A lawyer may pay a for-profit service for leads to potential clients obtained via a website on which potential clients provide contact information and agree to be contacted by a participating lawyer, as long as (i) the lawyer who contacts the potential client has been selected by transparent and mechanical methods that do not purport to be based on an analysis of the potential client's legal problem or the qualifications of the selected lawyer to handle that problem; (ii) the service does not explicitly or implicitly recommend any lawyer, and (iii) the website of the service complies with the requirements of Rule 7.1. A lawyer who purchases such a lead to a potential client may telephone that potential client if the party has invited a telephonic communication by the lawyer selected by the service.

New York is one the few jurisdictions that has grappled with the ethical consideration of such rating services. Florida, Ohio, Pennsylvania, and South Carolina have also issued opinions on these issues. North Carolina, however, seems to have ruled in favor of the AVVO model, citing First Amendment concerns.
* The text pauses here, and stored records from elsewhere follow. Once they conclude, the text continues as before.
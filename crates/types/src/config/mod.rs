//! Configuration types for Vigil.
//!
//! Configuration is loaded from TOML files and environment variables.
//! Config structs with cross-field constraints validate their values at
//! construction time via fallible builders. Post-deserialization validation
//! is available via the `validate()` method on each struct.

// The schemars `JsonSchema` derive macro internally uses `.unwrap()` in its
// expansions.
#![allow(clippy::disallowed_methods)]

mod audit;
mod identity;
mod notifier;
mod policy;
mod resilience;
mod validation;

pub use audit::*;
pub use identity::*;
pub use notifier::*;
pub use policy::*;
pub use resilience::*;
use snafu::Snafu;
pub use validation::*;

/// Configuration validation error.
///
/// Returned when a configuration value is outside its valid range or
/// violates a cross-field constraint.
#[derive(Debug, Snafu)]
pub enum ConfigError {
    /// A configuration value is invalid.
    #[snafu(display("invalid config: {message}"))]
    Validation {
        /// Description of the validation failure.
        message: String,
    },
}

impl From<ConfigError> for crate::error::VigilError {
    fn from(err: ConfigError) -> Self {
        match err {
            ConfigError::Validation { message } => Self::Config { message },
        }
    }
}

/// Duration serialization using humantime format.
mod humantime_serde {
    use std::time::Duration;

    use serde::{Deserialize, Deserializer, Serializer};

    pub fn serialize<S>(duration: &Duration, serializer: S) -> Result<S::Ok, S::Error>
    where
        S: Serializer,
    {
        serializer.serialize_str(&humantime::format_duration(*duration).to_string())
    }

    pub fn deserialize<'de, D>(deserializer: D) -> Result<Duration, D::Error>
    where
        D: Deserializer<'de>,
    {
        let s = String::deserialize(deserializer)?;
        humantime::parse_duration(&s).map_err(serde::de::Error::custom)
    }
}

#[cfg(test)]
#[allow(clippy::unwrap_used, clippy::expect_used, clippy::disallowed_methods)]
mod tests {
    use std::time::Duration;

    use super::*;

    #[test]
    fn test_retry_policy_defaults() {
        let policy = RetryPolicy::default();
        assert_eq!(policy.max_attempts, 3);
        assert_eq!(policy.initial_backoff, Duration::from_millis(100));
        assert_eq!(policy.max_backoff, Duration::from_secs(5));
        assert!(policy.validate().is_ok());
    }

    #[test]
    fn test_retry_policy_builder_rejects_zero_attempts() {
        let result = RetryPolicy::builder().max_attempts(0).build();
        assert!(matches!(result, Err(ConfigError::Validation { .. })));
    }

    #[test]
    fn test_retry_policy_builder_rejects_inverted_backoff() {
        let result = RetryPolicy::builder()
            .initial_backoff(Duration::from_secs(10))
            .max_backoff(Duration::from_secs(1))
            .build();
        assert!(result.is_err());
    }

    #[test]
    fn test_retry_policy_rejects_out_of_range_jitter() {
        assert!(RetryPolicy::builder().jitter(1.5).build().is_err());
        assert!(RetryPolicy::builder().multiplier(0.5).build().is_err());
    }

    #[test]
    fn test_gateway_config_rejects_zero_timeout() {
        let result = GatewayConfig::builder().operation_timeout(Duration::ZERO).build();
        assert!(result.is_err());
    }

    #[test]
    fn test_notifier_config_defaults() {
        let config = NotifierConfig::default();
        assert_eq!(config.reconnect_delay, Duration::from_secs(2));
        assert_eq!(config.max_reconnect_attempts, 5);
        assert_eq!(config.redirect_delay, Duration::from_secs(3));
        assert_eq!(config.ban_notice_path, "/banned");
        assert!(config.validate().is_ok());
    }

    #[test]
    fn test_notifier_config_rejects_relative_paths() {
        let result = NotifierConfig::builder().ban_notice_path("banned").build();
        assert!(result.is_err());
    }

    #[test]
    fn test_escalation_thresholds_must_increase() {
        let thresholds = EscalationThresholds { medium_after: 3, danger_after: 3, severe_after: 5 };
        assert!(thresholds.validate().is_err());
        assert!(PolicyConfig::builder().escalation(thresholds).build().is_err());
        assert!(PolicyConfig::builder().bulk_concurrency(0).build().is_err());
    }

    #[test]
    fn test_validation_config_min_must_not_exceed_max() {
        let config = ValidationConfig::builder()
            .min_appeal_message_chars(100)
            .max_appeal_message_chars(50)
            .build();
        assert!(config.validate().is_err());
        assert!(ValidationConfig::default().validate().is_ok());
    }

    #[test]
    fn test_audit_config_rejects_small_rotation_size() {
        let result = AuditConfig::builder().max_file_size_bytes(1024).build();
        assert!(result.is_err());
    }

    #[test]
    fn test_notifier_config_deserializes_humantime() {
        let config: NotifierConfig =
            serde_json::from_str(r#"{"reconnect_delay": "500ms", "liveness_interval": "1m"}"#)
                .unwrap();
        assert_eq!(config.reconnect_delay, Duration::from_millis(500));
        assert_eq!(config.liveness_interval, Duration::from_secs(60));
        assert_eq!(config.max_reconnect_attempts, 5);
    }

    #[test]
    fn test_merge_policy_serde_snake_case() {
        let json = serde_json::to_string(&MergePolicy::HashAndClientSignal).unwrap();
        assert_eq!(json, "\"hash_and_client_signal\"");
        let config: ResolverConfig = serde_json::from_str("{}").unwrap();
        assert_eq!(config.merge_policy, MergePolicy::HashMatch);
    }
}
In July 2017, the North Carolina courts considered the following elements before proposing amendments under which AVVO should to operate.

  • The rating services company, as non-lawyers, control significant aspects of the attorney-client relationship including functions that can constitute the practice of law (see Model Rule 5.5(a)).

  • The structure can interfere with the lawyer's exercise of independent legal judgment on behalf of the client (see Model Rule 5.4(c)).

  • The way the fees are managed could constitute or invite commingling of clients' funds and lawyers' funds (see Model Rule 1.15(a)).

  • The fee structure makes it difficult to comply with the duty to refund unearned fees at the end of the representation (see Model Rule 1.16(d)).

  • A model where the lawyer is paid only after the representation is concluded makes the fees contingent on the outcome, which can violate the prohibition on contingent fees for certain kinds of cases (see Model Rule 1.5(d)).

  • Receiving and holding client funds paid in advance may violate the lawyer's duty to hold those funds in a trust account (see Model Rule 1.15(c)).

  • Although part of the fee paid by the client and kept by the company may be designated as a "marketing fee," the fact that such fees are calculated as a percentage of the full fee makes the arrangement likely to be impermissible fee-splitting with a non-lawyer (see Model Rule 5.4(a)).

  • The business model can threaten the confidentiality of the lawyer-client relationship (see Model Rule 1.6).

Savvy practitioners who wade into legal advertising and client referral services sphere would do well to check their practice jurisdiction rules before agreeing to any arrangement, specifically those rules regarding solicitation of potential clients.

Florence M. Johnson is a partner at Johnson and Johnson, PLLC, in Memphis, Tennessee. She was the 2017 chair of the Practice Points Subcommittee for the Section of Litigation's Minority Trial Lawyers Committee.